[Stored data entries]
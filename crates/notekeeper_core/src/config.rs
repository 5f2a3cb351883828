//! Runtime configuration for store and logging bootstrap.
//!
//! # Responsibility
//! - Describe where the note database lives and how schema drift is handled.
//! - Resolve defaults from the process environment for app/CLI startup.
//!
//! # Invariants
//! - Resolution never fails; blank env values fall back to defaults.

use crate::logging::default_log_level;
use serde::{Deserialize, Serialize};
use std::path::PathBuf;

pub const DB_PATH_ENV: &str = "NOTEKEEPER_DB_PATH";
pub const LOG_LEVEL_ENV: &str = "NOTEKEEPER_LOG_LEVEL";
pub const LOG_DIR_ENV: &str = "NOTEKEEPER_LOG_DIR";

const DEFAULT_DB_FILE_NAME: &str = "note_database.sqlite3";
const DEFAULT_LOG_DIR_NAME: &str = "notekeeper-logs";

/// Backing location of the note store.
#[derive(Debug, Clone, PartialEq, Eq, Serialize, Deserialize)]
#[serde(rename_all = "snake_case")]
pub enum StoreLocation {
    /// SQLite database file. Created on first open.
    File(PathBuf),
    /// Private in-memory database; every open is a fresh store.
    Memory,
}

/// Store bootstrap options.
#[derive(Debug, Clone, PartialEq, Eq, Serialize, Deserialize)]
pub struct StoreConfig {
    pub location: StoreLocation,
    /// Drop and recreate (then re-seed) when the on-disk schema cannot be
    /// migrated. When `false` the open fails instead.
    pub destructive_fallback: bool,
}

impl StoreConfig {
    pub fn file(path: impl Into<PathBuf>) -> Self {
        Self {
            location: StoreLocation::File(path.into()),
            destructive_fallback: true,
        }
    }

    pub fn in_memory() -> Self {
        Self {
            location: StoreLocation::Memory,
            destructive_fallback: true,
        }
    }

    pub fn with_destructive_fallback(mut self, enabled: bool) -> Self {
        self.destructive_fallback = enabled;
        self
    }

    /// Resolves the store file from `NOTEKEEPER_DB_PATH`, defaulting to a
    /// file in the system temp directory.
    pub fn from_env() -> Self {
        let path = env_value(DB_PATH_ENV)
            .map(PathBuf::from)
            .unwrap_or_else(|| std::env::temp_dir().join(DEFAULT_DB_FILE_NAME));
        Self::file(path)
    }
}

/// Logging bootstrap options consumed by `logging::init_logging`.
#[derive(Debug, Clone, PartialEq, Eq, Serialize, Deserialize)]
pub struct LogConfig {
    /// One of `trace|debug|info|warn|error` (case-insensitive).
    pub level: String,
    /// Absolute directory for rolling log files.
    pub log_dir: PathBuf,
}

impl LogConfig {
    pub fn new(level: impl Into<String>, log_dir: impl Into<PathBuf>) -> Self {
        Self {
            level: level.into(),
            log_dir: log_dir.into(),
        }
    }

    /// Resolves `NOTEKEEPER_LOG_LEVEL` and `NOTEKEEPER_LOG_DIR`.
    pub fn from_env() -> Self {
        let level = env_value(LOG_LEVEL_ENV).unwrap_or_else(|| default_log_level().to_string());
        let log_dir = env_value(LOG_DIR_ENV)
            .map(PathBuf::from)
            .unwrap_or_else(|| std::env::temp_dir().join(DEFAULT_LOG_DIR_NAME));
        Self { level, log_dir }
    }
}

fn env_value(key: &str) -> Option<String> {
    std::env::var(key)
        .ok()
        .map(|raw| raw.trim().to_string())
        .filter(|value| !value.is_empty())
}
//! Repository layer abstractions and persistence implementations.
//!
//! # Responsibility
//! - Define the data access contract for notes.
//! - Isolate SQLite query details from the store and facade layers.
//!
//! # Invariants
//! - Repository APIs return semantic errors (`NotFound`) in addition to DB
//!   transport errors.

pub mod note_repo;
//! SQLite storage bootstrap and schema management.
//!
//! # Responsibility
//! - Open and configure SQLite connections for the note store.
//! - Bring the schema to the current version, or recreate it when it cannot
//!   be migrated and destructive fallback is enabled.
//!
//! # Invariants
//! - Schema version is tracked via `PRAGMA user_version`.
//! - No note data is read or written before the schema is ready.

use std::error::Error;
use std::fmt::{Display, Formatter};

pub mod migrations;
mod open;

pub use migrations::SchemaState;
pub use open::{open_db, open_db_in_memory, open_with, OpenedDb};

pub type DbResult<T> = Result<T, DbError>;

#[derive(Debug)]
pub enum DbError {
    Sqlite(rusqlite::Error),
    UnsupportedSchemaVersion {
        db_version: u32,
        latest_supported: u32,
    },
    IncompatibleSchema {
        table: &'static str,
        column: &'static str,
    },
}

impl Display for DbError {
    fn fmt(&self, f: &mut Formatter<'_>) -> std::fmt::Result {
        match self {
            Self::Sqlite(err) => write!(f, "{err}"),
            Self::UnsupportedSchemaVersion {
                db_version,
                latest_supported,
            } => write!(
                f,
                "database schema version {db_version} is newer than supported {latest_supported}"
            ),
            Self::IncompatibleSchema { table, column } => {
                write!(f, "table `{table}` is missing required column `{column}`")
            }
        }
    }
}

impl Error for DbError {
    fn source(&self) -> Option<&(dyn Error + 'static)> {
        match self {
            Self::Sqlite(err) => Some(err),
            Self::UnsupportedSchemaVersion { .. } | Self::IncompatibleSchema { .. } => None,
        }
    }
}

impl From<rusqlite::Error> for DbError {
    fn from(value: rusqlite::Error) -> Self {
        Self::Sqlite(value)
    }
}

==

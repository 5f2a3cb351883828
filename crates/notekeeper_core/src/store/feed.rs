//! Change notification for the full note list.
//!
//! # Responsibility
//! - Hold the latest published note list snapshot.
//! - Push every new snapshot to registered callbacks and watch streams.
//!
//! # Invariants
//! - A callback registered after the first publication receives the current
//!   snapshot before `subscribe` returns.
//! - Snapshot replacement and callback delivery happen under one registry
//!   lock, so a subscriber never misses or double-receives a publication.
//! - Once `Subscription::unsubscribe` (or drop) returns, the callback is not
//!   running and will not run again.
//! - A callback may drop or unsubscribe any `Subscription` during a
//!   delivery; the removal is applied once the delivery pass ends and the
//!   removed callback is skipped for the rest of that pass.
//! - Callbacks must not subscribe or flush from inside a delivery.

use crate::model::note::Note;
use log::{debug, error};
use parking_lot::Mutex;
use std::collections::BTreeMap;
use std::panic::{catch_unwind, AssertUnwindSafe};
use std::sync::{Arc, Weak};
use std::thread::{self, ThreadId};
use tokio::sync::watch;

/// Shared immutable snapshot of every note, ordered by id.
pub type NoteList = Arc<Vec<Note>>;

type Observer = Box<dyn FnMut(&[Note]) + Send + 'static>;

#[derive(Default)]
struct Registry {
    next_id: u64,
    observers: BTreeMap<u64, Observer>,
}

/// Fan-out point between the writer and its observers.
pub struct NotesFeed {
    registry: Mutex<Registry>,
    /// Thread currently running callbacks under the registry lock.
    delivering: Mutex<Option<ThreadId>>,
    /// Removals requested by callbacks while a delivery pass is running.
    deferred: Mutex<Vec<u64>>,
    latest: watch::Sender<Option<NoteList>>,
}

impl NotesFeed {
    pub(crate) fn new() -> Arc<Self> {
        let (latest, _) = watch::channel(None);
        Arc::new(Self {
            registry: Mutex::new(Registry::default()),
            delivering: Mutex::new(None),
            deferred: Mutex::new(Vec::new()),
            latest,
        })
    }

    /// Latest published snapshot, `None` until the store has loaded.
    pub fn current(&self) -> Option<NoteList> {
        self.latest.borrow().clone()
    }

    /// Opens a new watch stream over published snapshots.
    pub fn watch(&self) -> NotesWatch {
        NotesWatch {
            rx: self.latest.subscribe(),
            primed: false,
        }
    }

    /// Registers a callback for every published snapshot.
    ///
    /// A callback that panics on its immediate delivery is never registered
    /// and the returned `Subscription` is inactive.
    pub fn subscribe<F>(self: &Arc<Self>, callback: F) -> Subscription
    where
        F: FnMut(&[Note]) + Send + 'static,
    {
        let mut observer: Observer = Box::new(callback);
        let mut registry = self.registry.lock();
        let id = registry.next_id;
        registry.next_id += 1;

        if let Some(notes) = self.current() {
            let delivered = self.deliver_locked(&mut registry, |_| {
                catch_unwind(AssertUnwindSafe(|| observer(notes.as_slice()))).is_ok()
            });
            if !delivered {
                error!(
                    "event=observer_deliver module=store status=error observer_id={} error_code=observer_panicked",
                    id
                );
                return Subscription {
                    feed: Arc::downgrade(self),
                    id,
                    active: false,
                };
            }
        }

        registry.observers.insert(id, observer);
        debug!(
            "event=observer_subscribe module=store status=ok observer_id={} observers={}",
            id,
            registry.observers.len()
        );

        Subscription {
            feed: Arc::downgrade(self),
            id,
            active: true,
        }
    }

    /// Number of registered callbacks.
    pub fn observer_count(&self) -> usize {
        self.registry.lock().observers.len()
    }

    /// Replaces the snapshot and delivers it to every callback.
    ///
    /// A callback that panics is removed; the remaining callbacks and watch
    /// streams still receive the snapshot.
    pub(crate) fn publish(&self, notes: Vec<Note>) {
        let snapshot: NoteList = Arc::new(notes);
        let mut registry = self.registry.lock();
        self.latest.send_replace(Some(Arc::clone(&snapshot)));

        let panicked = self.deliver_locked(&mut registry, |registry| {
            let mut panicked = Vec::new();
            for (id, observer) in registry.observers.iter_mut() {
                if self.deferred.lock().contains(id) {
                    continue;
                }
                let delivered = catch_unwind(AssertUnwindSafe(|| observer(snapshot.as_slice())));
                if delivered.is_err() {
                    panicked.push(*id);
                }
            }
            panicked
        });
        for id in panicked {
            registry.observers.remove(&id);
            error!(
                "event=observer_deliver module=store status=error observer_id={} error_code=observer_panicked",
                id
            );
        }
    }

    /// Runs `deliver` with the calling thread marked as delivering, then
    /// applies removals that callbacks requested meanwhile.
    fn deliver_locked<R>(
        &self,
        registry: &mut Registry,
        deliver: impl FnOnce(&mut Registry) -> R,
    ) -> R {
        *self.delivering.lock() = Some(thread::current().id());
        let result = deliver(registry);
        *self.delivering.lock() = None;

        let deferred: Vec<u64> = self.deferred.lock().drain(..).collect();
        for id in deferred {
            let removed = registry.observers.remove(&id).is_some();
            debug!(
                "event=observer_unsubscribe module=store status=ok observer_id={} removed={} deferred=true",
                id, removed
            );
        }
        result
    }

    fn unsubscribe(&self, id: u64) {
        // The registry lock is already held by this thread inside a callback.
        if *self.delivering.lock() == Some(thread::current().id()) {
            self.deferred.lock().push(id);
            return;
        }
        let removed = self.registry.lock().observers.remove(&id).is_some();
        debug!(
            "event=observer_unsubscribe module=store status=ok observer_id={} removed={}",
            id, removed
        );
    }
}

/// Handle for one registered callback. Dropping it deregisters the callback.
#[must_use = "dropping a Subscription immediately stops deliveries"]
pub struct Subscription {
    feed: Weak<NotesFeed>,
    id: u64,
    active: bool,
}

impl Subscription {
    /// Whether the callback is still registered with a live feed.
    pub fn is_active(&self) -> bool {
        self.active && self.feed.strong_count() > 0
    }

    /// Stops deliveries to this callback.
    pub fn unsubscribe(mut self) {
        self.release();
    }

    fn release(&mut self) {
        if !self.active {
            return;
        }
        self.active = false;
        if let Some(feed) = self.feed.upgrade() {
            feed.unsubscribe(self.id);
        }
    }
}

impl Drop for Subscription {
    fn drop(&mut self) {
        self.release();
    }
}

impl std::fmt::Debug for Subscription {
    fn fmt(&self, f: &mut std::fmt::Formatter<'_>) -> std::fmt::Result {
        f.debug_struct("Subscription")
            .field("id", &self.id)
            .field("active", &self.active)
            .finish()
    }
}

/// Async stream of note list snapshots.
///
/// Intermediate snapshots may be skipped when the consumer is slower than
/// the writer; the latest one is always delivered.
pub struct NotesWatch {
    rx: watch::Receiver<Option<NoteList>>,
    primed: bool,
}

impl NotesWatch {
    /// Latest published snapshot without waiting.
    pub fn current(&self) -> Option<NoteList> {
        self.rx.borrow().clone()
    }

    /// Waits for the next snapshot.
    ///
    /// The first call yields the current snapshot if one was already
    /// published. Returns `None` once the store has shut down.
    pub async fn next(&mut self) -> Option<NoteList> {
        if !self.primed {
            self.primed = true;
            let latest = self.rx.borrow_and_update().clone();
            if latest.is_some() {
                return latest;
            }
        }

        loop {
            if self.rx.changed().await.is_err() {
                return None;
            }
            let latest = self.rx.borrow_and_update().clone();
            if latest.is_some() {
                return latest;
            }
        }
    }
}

WORK REQUIRED:
The answer must consist of every line from the entries above that contains the string "snapshots".

WRITTEN ANSWER:
    /// Opens a new watch stream over published snapshots.
/// Async stream of note list snapshots.
/// Intermediate snapshots may be skipped when the consumer is slower than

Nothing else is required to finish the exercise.